I’d spend so many years gazing at the photos in the gatefold sleeve of that self-titled album that I felt I knew my way around what I’d learn years later was Sammy Davis Jr.’s pool house. And your facial hair and clothes, in sepia tone no less! I couldn’t wait to grow up and sprout whiskers. What was cool, too, through the lense of my middle-class, Italian-American family, was that you sported all that cool facial hair while not overstepping the bounds of stylishly long hair. Most of you were capable of cleaning up and looking stylishly hip, unlike the incorrigible freaks of the Jefferson Airplane, for instance.

Most importantly, of course, was the music. The fact that you fit the Goatee Rock standards of an Italian-American household in the late-’60s was convenient, but the wavy hair nipping at your oversized shirt collars wouldn’t have meant a thing if your music didn’t have that swing. As I gazed as the credits for your second album one thing that was unavoidable was how much you, Robbie, contributed. You’re listed as playing just about every instrument under the sun! Your bandmates play multiple instruments, but only your credits require a paragraph’s worth of space! You were the man, Robbie. I learned this as a boy, before I caught the sports bug, and the lesson was driven home when I rediscovered your music through The Last Waltz, just at the moment when my dreams of a professional baseball career were evaporating.

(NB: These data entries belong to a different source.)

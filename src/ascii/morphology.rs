//! Edge-gated morphological refinement of the background mask.
//!
//! Each pass closes the background (fills small holes) and opens the
//! foreground (removes isolated speckle). Pixels on strong edges are frozen
//! for the whole pass so thin silhouette detail survives.

/// Gradient level above which a pixel is frozen during refinement.
pub const MORPH_EDGE_THRESHOLD: f32 = 0.35;

/// Build the frozen-pixel mask from a gradient field.
pub fn edge_mask(gradient: &[f32], threshold: f32) -> Vec<bool> {
    gradient.iter().map(|&g| g > threshold).collect()
}

/// Visit the 8-neighborhood of `(x, y)` with border replication.
#[inline]
fn neighbors(
    mask: &[bool],
    width: usize,
    height: usize,
    x: usize,
    y: usize,
) -> impl Iterator<Item = bool> + '_ {
    const OFFSETS: [(isize, isize); 8] = [
        (-1, -1),
        (0, -1),
        (1, -1),
        (-1, 0),
        (1, 0),
        (-1, 1),
        (0, 1),
        (1, 1),
    ];
    OFFSETS.iter().map(move |&(dx, dy)| {
        let nx = (x as isize + dx).clamp(0, width as isize - 1) as usize;
        let ny = (y as isize + dy).clamp(0, height as isize - 1) as usize;
        mask[ny * width + nx]
    })
}

/// A set pixel stays set only if all 8 neighbors are set.
fn erode(mask: &[bool], frozen: &[bool], width: usize, height: usize) -> Vec<bool> {
    let mut out = mask.to_vec();
    for y in 0..height {
        for x in 0..width {
            let idx = y * width + x;
            if frozen[idx] || !mask[idx] {
                continue;
            }
            out[idx] = neighbors(mask, width, height, x, y).all(|n| n);
        }
    }
    out
}

/// An unset pixel becomes set if any neighbor is set.
fn dilate(mask: &[bool], frozen: &[bool], width: usize, height: usize) -> Vec<bool> {
    let mut out = mask.to_vec();
    for y in 0..height {
        for x in 0..width {
            let idx = y * width + x;
            if frozen[idx] || mask[idx] {
                continue;
            }
            out[idx] = neighbors(mask, width, height, x, y).any(|n| n);
        }
    }
    out
}

/// Refine a background mask with `passes` close/open cycles.
///
/// The foreground mask is derived once from the background and both are
/// reconciled at the end of each pass: a pixel is background if the closed
/// background contains it or the opened foreground does not. With the same
/// frozen pixels on both sides the two masks are complements, so either test
/// alone gives the same answer.
/// Pixels whose gradient exceeds `edge_threshold` keep their pre-pass value.
///
/// `passes == 0` returns the input unchanged.
///
/// # Arguments
/// * `background` - Background mask (`true` = background)
/// * `gradient` - Normalized gradient field
/// * `width`, `height` - Image dimensions
/// * `passes` - Number of refinement cycles
/// * `edge_threshold` - Gradient level that freezes a pixel
pub fn refine(
    background: &[bool],
    gradient: &[f32],
    width: usize,
    height: usize,
    passes: usize,
    edge_threshold: f32,
) -> Vec<bool> {
    if passes == 0 || width == 0 || height == 0 {
        return background.to_vec();
    }

    let frozen = edge_mask(gradient, edge_threshold);
    let mut bg = background.to_vec();

    for _ in 0..passes {
        let fg: Vec<bool> = bg.iter().map(|&b| !b).collect();

        let closed_bg = erode(&dilate(&bg, &frozen, width, height), &frozen, width, height);
        let opened_fg = dilate(&erode(&fg, &frozen, width, height), &frozen, width, height);

        bg = closed_bg
            .iter()
            .zip(&opened_fg)
            .zip(&frozen)
            .zip(&bg)
            .map(|(((&closed, &opened), &frozen), &before)| {
                if frozen {
                    before
                } else {
                    closed || !opened
                }
            })
            .collect();
    }

    bg
}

Damn, you cleaned up as well as would be expected for that film! Levon and Rick looked good, too, but there was no doubt who was the Bandleader. Levon was the team MVP, but you still wore the C. After the second viewing of The Last Waltz when it came out in the theaters I started saving money for a Fender Strat. I couldn’t find a gold one, like what you played in the movie, but a year later I’d saved enough money to buy a blonde Strat with a black pickguard. It would have to do. My friends and I were starting a band, and I began writing songs with an eye toward claiming the captaincy. With every half-assed song I wrote I had one eye on the C. I was too lazy to properly learn how to play guitar let alone learn multiple instruments, but that didn’t stop me from trying to pick up as many credits as possible. Backing vocals and percussion? Check. Slide guitar? Got it! Overdubbed second bass part coming out of a solo? I’m ready, if you need me! Hold a note on the organ through a few measures? I’ve got a forefinger!

I was all over your career following The Last Waltz, Robbie. Shoot, I paid to see your directorial/acting debut in Carny. I remember it not being bad, despite not being able to remember a thing about the movie. I think I spent the entire film imagining you and my favorite director, Martin Scorsese, being connected at the hip in future years for a run of cinematic masterpieces that would incorporate not only your music but appearances by The Clash. Didn’t they make a cameo in some film you and Marty worked on? I remember reading about their coming appearance and expecting a lot more. That’s OK, I told myself, there’s more to come from this meeting of the minds!

Years passed, The Clash came and went, while you continued to lay low. Once night in the mid-1980s I had nightmare of meeting your burned-out Band-mates backstage, in a sunken dressing room. Rick and Richard looked like hell; Richard was literally hooked up to an IV. Levon wasn’t talking. I was afraid of Garth from his interview scenes in The Last Waltz. All that stuff you were saying in the movie about Jimi, Janis, and Jim and The Road rang true. Once I made my mark with my band, I thought to myself in the middle of this dream, I was going ease us off The Road and just create, like, Art. Maybe I could then work my way into that Scorcese scene you and Strummer would have had up and running.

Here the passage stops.